WHAT THE TASK REQUIRES. Scan the records below, and wherever a line has the word "external", pull it out.

*** RECORD EXTRACTS ***

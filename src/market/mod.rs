//! Market data integrations.
//!
//! Defines the `MarketDataSource` trait — the seam to the external quote
//! and option-chain provider — and the read-through `MarketGateway` that
//! every scan goes through. The concrete provider is Yahoo Finance.

pub mod gateway;
pub mod yahoo;

use anyhow::Result;
use async_trait::async_trait;
use chrono::NaiveDate;

use crate::types::{ContractType, OptionRow};

/// Both sides of an option chain for one (underlying, expiration).
#[derive(Debug, Clone, Default)]
pub struct OptionChain {
    pub calls: Vec<OptionRow>,
    pub puts: Vec<OptionRow>,
}

impl OptionChain {
    /// The rows for one contract side, in chain order.
    pub fn side(&self, contract_type: ContractType) -> &[OptionRow] {
        match contract_type {
            ContractType::Call => &self.calls,
            ContractType::Put => &self.puts,
        }
    }
}

/// Abstraction over the external market data provider.
///
/// Every method is a network call. "No data" is `Ok(None)` / an empty
/// sequence; `Err` is reserved for transport and decode failures. The
/// gateway degrades both to "skip this instrument this scan".
#[cfg_attr(test, mockall::automock)]
#[async_trait]
pub trait MarketDataSource: Send + Sync {
    /// Current price for an underlying, falling back to the most recent
    /// daily close when no live quote is available. `None` if neither
    /// can be determined.
    async fn current_price(&self, symbol: &str) -> Result<Option<f64>>;

    /// Available expiration dates for an underlying, ascending.
    async fn expirations(&self, symbol: &str) -> Result<Vec<NaiveDate>>;

    /// Full option chain (both sides) for one expiration.
    async fn option_chain(&self, symbol: &str, expiration: NaiveDate) -> Result<OptionChain>;

    /// Recent daily closes for an index or underlying, oldest first.
    async fn daily_closes(&self, symbol: &str, lookback_days: u32) -> Result<Vec<f64>>;

    /// Provider name for logging.
    fn name(&self) -> &'static str;
}
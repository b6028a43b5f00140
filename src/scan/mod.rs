//! Scan orchestration.
//!
//! One scan pass walks the configured universe, pulls quotes and option
//! chains through the cached gateway, filters rows against the session's
//! criteria, and pushes an alert per qualifying contract. Per-instrument
//! failures are logged and skipped; a pass always runs to completion.

pub mod message;

use std::sync::Arc;
use std::time::Duration;

use anyhow::Result;
use chrono::{Datelike, Local, NaiveDate, Weekday};
use futures::future::join_all;
use tracing::{info, warn};

use crate::ledger::AlertLedger;
use crate::market::gateway::MarketGateway;
use crate::notify::Notifier;
use crate::types::{
    AlertCandidate, Cadence, ContractType, OptionRow, ScanCriteria, ScanSummary, UserSession,
};

use message::{format_alert, format_indicators_block, format_indicators_overview};

// ---------------------------------------------------------------------------
// Limits
// ---------------------------------------------------------------------------

/// Caps and pacing for one scan pass.
#[derive(Debug, Clone)]
pub struct ScanLimits {
    /// Expirations examined per underlying.
    pub max_expirations: usize,
    /// Delivered alerts per underlying per pass.
    pub max_alerts_per_symbol: usize,
    /// Pause after each delivered alert.
    pub inter_alert_delay: Duration,
}

impl Default for ScanLimits {
    fn default() -> Self {
        ScanLimits {
            max_expirations: 2,
            max_alerts_per_symbol: 5,
            inter_alert_delay: Duration::from_millis(500),
        }
    }
}

// ---------------------------------------------------------------------------
// Pure filters
// ---------------------------------------------------------------------------

/// Expirations to examine: the nearest `max` dates for daily cadence, the
/// nearest `max` Friday expiries for weekly. Input order is preserved
/// (providers return expirations nearest first).
pub fn select_expirations(
    expirations: &[NaiveDate],
    cadence: Cadence,
    max: usize,
) -> Vec<NaiveDate> {
    match cadence {
        Cadence::Daily => expirations.iter().copied().take(max).collect(),
        Cadence::Weekly => expirations
            .iter()
            .copied()
            .filter(|d| d.weekday() == Weekday::Fri)
            .take(max)
            .collect(),
    }
}

/// Test one chain row against the criteria. `None` for rows that are
/// malformed or fail any threshold.
pub fn candidate_from_row(
    symbol: &str,
    contract_type: ContractType,
    expiration: NaiveDate,
    underlying_price: f64,
    row: &OptionRow,
    criteria: &ScanCriteria,
) -> Option<AlertCandidate> {
    if !row.is_well_formed() {
        return None;
    }
    let volume = row.volume?;
    let open_interest = row.open_interest?;
    if volume <= criteria.min_volume || open_interest == 0 {
        return None;
    }

    let ratio = row.volume_oi_ratio()?;
    let strike_distance = row.strike_distance(underlying_price)?;
    if ratio <= criteria.min_volume_oi_ratio || strike_distance >= criteria.max_strike_distance {
        return None;
    }

    Some(AlertCandidate {
        symbol: symbol.to_string(),
        contract_type,
        expiration,
        strike: row.strike,
        underlying_price,
        volume,
        open_interest,
        ratio,
        strike_distance,
    })
}

// ---------------------------------------------------------------------------
// Scanner
// ---------------------------------------------------------------------------

pub struct Scanner {
    gateway: Arc<MarketGateway>,
    ledger: Arc<AlertLedger>,
    notifier: Arc<Notifier>,
    limits: ScanLimits,
}

impl Scanner {
    pub fn new(
        gateway: Arc<MarketGateway>,
        ledger: Arc<AlertLedger>,
        notifier: Arc<Notifier>,
        limits: ScanLimits,
    ) -> Self {
        Scanner {
            gateway,
            ledger,
            notifier,
            limits,
        }
    }

    /// Run one scan pass over `symbols` with the session's contract side,
    /// cadence, and criteria.
    pub async fn run_scan(&self, symbols: &[String], session: &UserSession) -> Result<ScanSummary> {
        info!(
            symbols = symbols.len(),
            contract_type = %session.contract_type,
            "Starting unusual-activity scan"
        );

        if let Err(e) = self.ledger.prune() {
            warn!(error = %e, "Ledger prune failed, continuing with existing rows");
        }

        let indicators = self.gateway.fetch_market_indicators().await;
        let indicators_block = format_indicators_block(&indicators);

        let quotes = join_all(symbols.iter().map(|s| self.gateway.fetch_quote(s))).await;

        let mut summary = ScanSummary::default();
        for (symbol, quote) in symbols.iter().zip(quotes) {
            let quote = match quote {
                Some(q) if !q.expirations.is_empty() => q,
                _ => {
                    warn!(symbol, "Skipping, insufficient market data");
                    summary.symbols_skipped += 1;
                    continue;
                }
            };
            summary.symbols_scanned += 1;

            let expirations = select_expirations(
                &quote.expirations,
                session.cadence,
                self.limits.max_expirations,
            );

            let chains = join_all(expirations.iter().map(|&exp| {
                self.gateway
                    .fetch_chain(symbol, exp, session.contract_type)
            }))
            .await;

            let mut alerts_for_symbol = 0usize;
            'expirations: for (expiration, rows) in expirations.iter().zip(chains) {
                let rows = match rows {
                    Some(rows) => rows,
                    None => continue,
                };

                for row in &rows {
                    if alerts_for_symbol >= self.limits.max_alerts_per_symbol {
                        break 'expirations;
                    }

                    let candidate = match candidate_from_row(
                        symbol,
                        session.contract_type,
                        *expiration,
                        quote.price,
                        row,
                        &session.criteria,
                    ) {
                        Some(c) => c,
                        None => continue,
                    };

                    let already_sent = self
                        .ledger
                        .already_sent(symbol, candidate.strike, session.contract_type)
                        .unwrap_or_else(|e| {
                            warn!(symbol, error = %e, "Ledger read failed, treating as unsent");
                            false
                        });
                    if already_sent {
                        summary.duplicates_skipped += 1;
                        continue;
                    }

                    let text = format_alert(
                        &candidate,
                        &indicators_block,
                        &session.criteria,
                        Local::now().naive_local(),
                    );
                    if !self.notifier.send(&text).await {
                        continue;
                    }

                    // Counts and dedup advance only for recorded alerts,
                    // so a ledger write failure lets the next pass retry.
                    match self
                        .ledger
                        .record(symbol, candidate.strike, session.contract_type)
                    {
                        Ok(()) => {
                            info!(%candidate, "Alert delivered");
                            alerts_for_symbol += 1;
                            summary.alerts_sent += 1;
                            tokio::time::sleep(self.limits.inter_alert_delay).await;
                        }
                        Err(e) => {
                            warn!(symbol, error = %e, "Failed to record delivered alert");
                        }
                    }
                }
            }
        }

        info!(
            scanned = summary.symbols_scanned,
            skipped = summary.symbols_skipped,
            sent = summary.alerts_sent,
            duplicates = summary.duplicates_skipped,
            "Scan pass complete"
        );
        Ok(summary)
    }

    /// Current SPX/NDX overview, rendered for delivery. `None` when no
    /// indicator data is available.
    pub async fn indicators_report(&self) -> Option<String> {
        let indicators = self.gateway.fetch_market_indicators().await?;
        Some(format_indicators_overview(
            &indicators,
            Local::now().naive_local(),
        ))
    }
}

// ---------------------------------------------------------------------------
// Tests
// ---------------------------------------------------------------------------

***

FINAL ANSWER.
//! Defines the `MarketDataSource` trait — the seam to the external quote
/// Abstraction over the external market data provider.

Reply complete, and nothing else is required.